• Task input:
════════
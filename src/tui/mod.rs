pub mod app;
pub mod event;
pub mod theme;
pub mod ui;

pub use app::App;
pub use theme::{resolve_theme, ThemeColors, ThemeMode};

use std::time::Duration;

use anyhow::Context;
use crossterm::event::{KeyCode, KeyEvent, KeyModifiers};
use event::{Event, EventHandler};
use tokio::task::JoinHandle;

use crate::config::Config;
use crate::data::LoadedData;

const LOAD_TIMEOUT: Duration = Duration::from_secs(30);

type LoadResult = Result<Result<LoadedData, tokio::task::JoinError>, tokio::time::error::Elapsed>;

/// Read every data file on a blocking thread, giving up after a timeout.
fn spawn_load(config: Config) -> JoinHandle<LoadResult> {
    tokio::spawn(async move {
        tokio::time::timeout(
            LOAD_TIMEOUT,
            tokio::task::spawn_blocking(move || LoadedData::load(&config)),
        )
        .await
    })
}

pub async fn run_tui(mut app: App) -> anyhow::Result<()> {
    // Buffer stderr while TUI is active to prevent output corrupting the display
    crate::stderr_buffer::activate();

    // Init terminal (sets up panic hooks automatically)
    let mut terminal = ratatui::init();

    let mut events = EventHandler::new(250);

    let mut pending_load: Option<JoinHandle<LoadResult>> = Some(spawn_load(app.config.clone()));
    app.is_loading = true;

    let result = loop {
        if let Err(e) = terminal.draw(|frame| ui::draw(frame, &mut app)) {
            break Err(e).context("Failed to draw terminal");
        }

        match events.next().await {
            Event::Key(key) => handle_key_event(&mut app, key),
            Event::Resize => {}
            Event::Tick => {
                app.update_flash();
                app.advance_spinner();
            }
        }

        // Check if the background load has completed
        if pending_load.as_ref().is_some_and(|h| h.is_finished()) {
            if let Some(handle) = pending_load.take() {
                match handle.await {
                    Ok(Ok(Ok(data))) => app.set_data(data),
                    Ok(Ok(Err(e))) => app.show_flash(format!("Failed to load data: {}", e)),
                    Ok(Err(_elapsed)) => app.show_flash(format!(
                        "Failed to load data: timed out after {}s",
                        LOAD_TIMEOUT.as_secs()
                    )),
                    Err(e) => app.show_flash(format!("Failed to load data: {}", e)),
                }
                app.is_loading = false;
            }
        }

        // Start a reload if requested and nothing is in flight
        if app.needs_reload && pending_load.is_none() {
            app.needs_reload = false;
            pending_load = Some(spawn_load(app.config.clone()));
            app.is_loading = true;
        }

        if app.should_quit {
            break Ok(());
        }
    };

    // Restore terminal
    ratatui::restore();

    // Flush buffered stderr messages now that the terminal is restored
    for msg in crate::stderr_buffer::drain() {
        eprintln!("{}", msg);
    }

    result
}

fn handle_key_event(app: &mut App, key: KeyEvent) {
    match app.input_mode {
        app::InputMode::Normal => handle_normal_key(app, key),
        app::InputMode::ScoreBreakdown => match key.code {
            KeyCode::Esc | KeyCode::Char('b') => app.dismiss_score_breakdown(),
            KeyCode::Char('j') | KeyCode::Down => app.next_row(),
            KeyCode::Char('k') | KeyCode::Up => app.previous_row(),
            _ => {}
        },
        app::InputMode::Help => {
            // Any key exits help
            app.dismiss_help();
        }
    }
}

fn handle_normal_key(app: &mut App, key: KeyEvent) {
    let weights_focused = app.focus == app::Focus::Weights;
    let weight_tab = app.current_tab.uses_weights();

    match key.code {
        // Quit
        KeyCode::Char('q') => app.should_quit = true,
        KeyCode::Char('c') if key.modifiers.contains(KeyModifiers::CONTROL) => app.should_quit = true,

        // Tabs
        KeyCode::Tab => app.next_tab(),
        KeyCode::BackTab => app.previous_tab(),
        KeyCode::Char(c @ '1'..='6') => {
            let index = c as usize - '1' as usize;
            app.select_tab(app::Tab::ALL[index]);
        }

        // Navigation
        KeyCode::Char('j') | KeyCode::Down if weights_focused => app.next_weight(),
        KeyCode::Char('k') | KeyCode::Up if weights_focused => app.previous_weight(),
        KeyCode::Char('j') | KeyCode::Down => app.next_row(),
        KeyCode::Char('k') | KeyCode::Up => app.previous_row(),
        KeyCode::Char('f') => app.toggle_focus(),

        // Weights
        KeyCode::Char('h') | KeyCode::Left | KeyCode::Char('-') if weight_tab => app.adjust_weight(-1),
        KeyCode::Char('l') | KeyCode::Right | KeyCode::Char('+') | KeyCode::Char('=') if weight_tab => {
            app.adjust_weight(1)
        }
        KeyCode::Char('d') => app.reset_weights(),
        KeyCode::Char('z') => app.undo_last(),
        KeyCode::Char('w') => app.save_weights(),

        // View options
        KeyCode::Char('s') if app.current_tab == app::Tab::NetRisk => app.toggle_sort(),
        KeyCode::Char('b') => app.show_score_breakdown(),
        KeyCode::Char('[') => app.previous_factor(),
        KeyCode::Char(']') => app.next_factor(),
        KeyCode::Char('p') if app.current_tab == app::Tab::Population => app.toggle_population_sort(),

        // Reload data files
        KeyCode::Char('r') => app.request_reload(),

        // Help
        KeyCode::Char('?') => app.show_help(),

        _ => {}
    }
}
════════
Keeping each line exactly as it is, retype all of the data.

filename src/tui/mod.rs
pub mod app;
pub mod event;
pub mod theme;
pub mod ui;

pub use app::App;
pub use theme::{resolve_theme, ThemeColors, ThemeMode};

use std::time::Duration;

use anyhow::Context;
use crossterm::event::{KeyCode, KeyEvent, KeyModifiers};
use event::{Event, EventHandler};
use tokio::task::JoinHandle;

use crate::config::Config;
use crate::data::LoadedData;

const LOAD_TIMEOUT: Duration = Duration::from_secs(30);

type LoadResult = Result<Result<LoadedData, tokio::task::JoinError>, tokio::time::error::Elapsed>;

/// Read every data file on a blocking thread, giving up after a timeout.
fn spawn_load(config: Config) -> JoinHandle<LoadResult> {
    tokio::spawn(async move {
        tokio::time::timeout(
            LOAD_TIMEOUT,
            tokio::task::spawn_blocking(move || LoadedData::load(&config)),
        )
        .await
    })
}

pub async fn run_tui(mut app: App) -> anyhow::Result<()> {
    // Buffer stderr while TUI is active to prevent output corrupting the display
    crate::stderr_buffer::activate();

    // Init terminal (sets up panic hooks automatically)
    let mut terminal = ratatui::init();

    let mut events = EventHandler::new(250);

    let mut pending_load: Option<JoinHandle<LoadResult>> = Some(spawn_load(app.config.clone()));
    app.is_loading = true;

    let result = loop {
        if let Err(e) = terminal.draw(|frame| ui::draw(frame, &mut app)) {
            break Err(e).context("Failed to draw terminal");
        }

        match events.next().await {
            Event::Key(key) => handle_key_event(&mut app, key),
            Event::Resize => {}
            Event::Tick => {
                app.update_flash();
                app.advance_spinner();
            }
        }

        // Check if the background load has completed
        if pending_load.as_ref().is_some_and(|h| h.is_finished()) {
            if let Some(handle) = pending_load.take() {
                match handle.await {
                    Ok(Ok(Ok(data))) => app.set_data(data),
                    Ok(Ok(Err(e))) => app.show_flash(format!("Failed to load data: {}", e)),
                    Ok(Err(_elapsed)) => app.show_flash(format!(
                        "Failed to load data: timed out after {}s",
                        LOAD_TIMEOUT.as_secs()
                    )),
                    Err(e) => app.show_flash(format!("Failed to load data: {}", e)),
                }
                app.is_loading = false;
            }
        }

        // Start a reload if requested and nothing is in flight
        if app.needs_reload && pending_load.is_none() {
            app.needs_reload = false;
            pending_load = Some(spawn_load(app.config.clone()));
            app.is_loading = true;
        }

        if app.should_quit {
            break Ok(());
        }
    };

    // Restore terminal
    ratatui::restore();

    // Flush buffered stderr messages now that the terminal is restored
    for msg in crate::stderr_buffer::drain() {
        eprintln!("{}", msg);
    }

    result
}

fn handle_key_event(app: &mut App, key: KeyEvent) {
    match app.input_mode {
        app::InputMode::Normal => handle_normal_key(app, key),
        app::InputMode::ScoreBreakdown => match key.code {
            KeyCode::Esc | KeyCode::Char('b') => app.dismiss_score_breakdown(),
            KeyCode::Char('j') | KeyCode::Down => app.next_row(),
            KeyCode::Char('k') | KeyCode::Up => app.previous_row(),
            _ => {}
        },
        app::InputMode::Help => {
            // Any key exits help
            app.dismiss_help();
        }
    }
}

fn handle_normal_key(app: &mut App, key: KeyEvent) {
    let weights_focused = app.focus == app::Focus::Weights;
    let weight_tab = app.current_tab.uses_weights();

    match key.code {
        // Quit
        KeyCode::Char('q') => app.should_quit = true,
        KeyCode::Char('c') if key.modifiers.contains(KeyModifiers::CONTROL) => app.should_quit = true,

        // Tabs
        KeyCode::Tab => app.next_tab(),
        KeyCode::BackTab => app.previous_tab(),
        KeyCode::Char(c @ '1'..='6') => {
            let index = c as usize - '1' as usize;
            app.select_tab(app::Tab::ALL[index]);
        }

        // Navigation
        KeyCode::Char('j') | KeyCode::Down if weights_focused => app.next_weight(),
        KeyCode::Char('k') | KeyCode::Up if weights_focused => app.previous_weight(),
        KeyCode::Char('j') | KeyCode::Down => app.next_row(),
        KeyCode::Char('k') | KeyCode::Up => app.previous_row(),
        KeyCode::Char('f') => app.toggle_focus(),

        // Weights
        KeyCode::Char('h') | KeyCode::Left | KeyCode::Char('-') if weight_tab => app.adjust_weight(-1),
        KeyCode::Char('l') | KeyCode::Right | KeyCode::Char('+') | KeyCode::Char('=') if weight_tab => {
            app.adjust_weight(1)
        }
        KeyCode::Char('d') => app.reset_weights(),
        KeyCode::Char('z') => app.undo_last(),
        KeyCode::Char('w') => app.save_weights(),

        // View options
        KeyCode::Char('s') if app.current_tab == app::Tab::NetRisk => app.toggle_sort(),
        KeyCode::Char('b') => app.show_score_breakdown(),
        KeyCode::Char('[') => app.previous_factor(),
        KeyCode::Char(']') => app.next_factor(),
        KeyCode::Char('p') if app.current_tab == app::Tab::Population => app.toggle_population_sort(),

        // Reload data files
        KeyCode::Char('r') => app.request_reload(),

        // Help
        KeyCode::Char('?') => app.show_help(),

        _ => {}
    }
}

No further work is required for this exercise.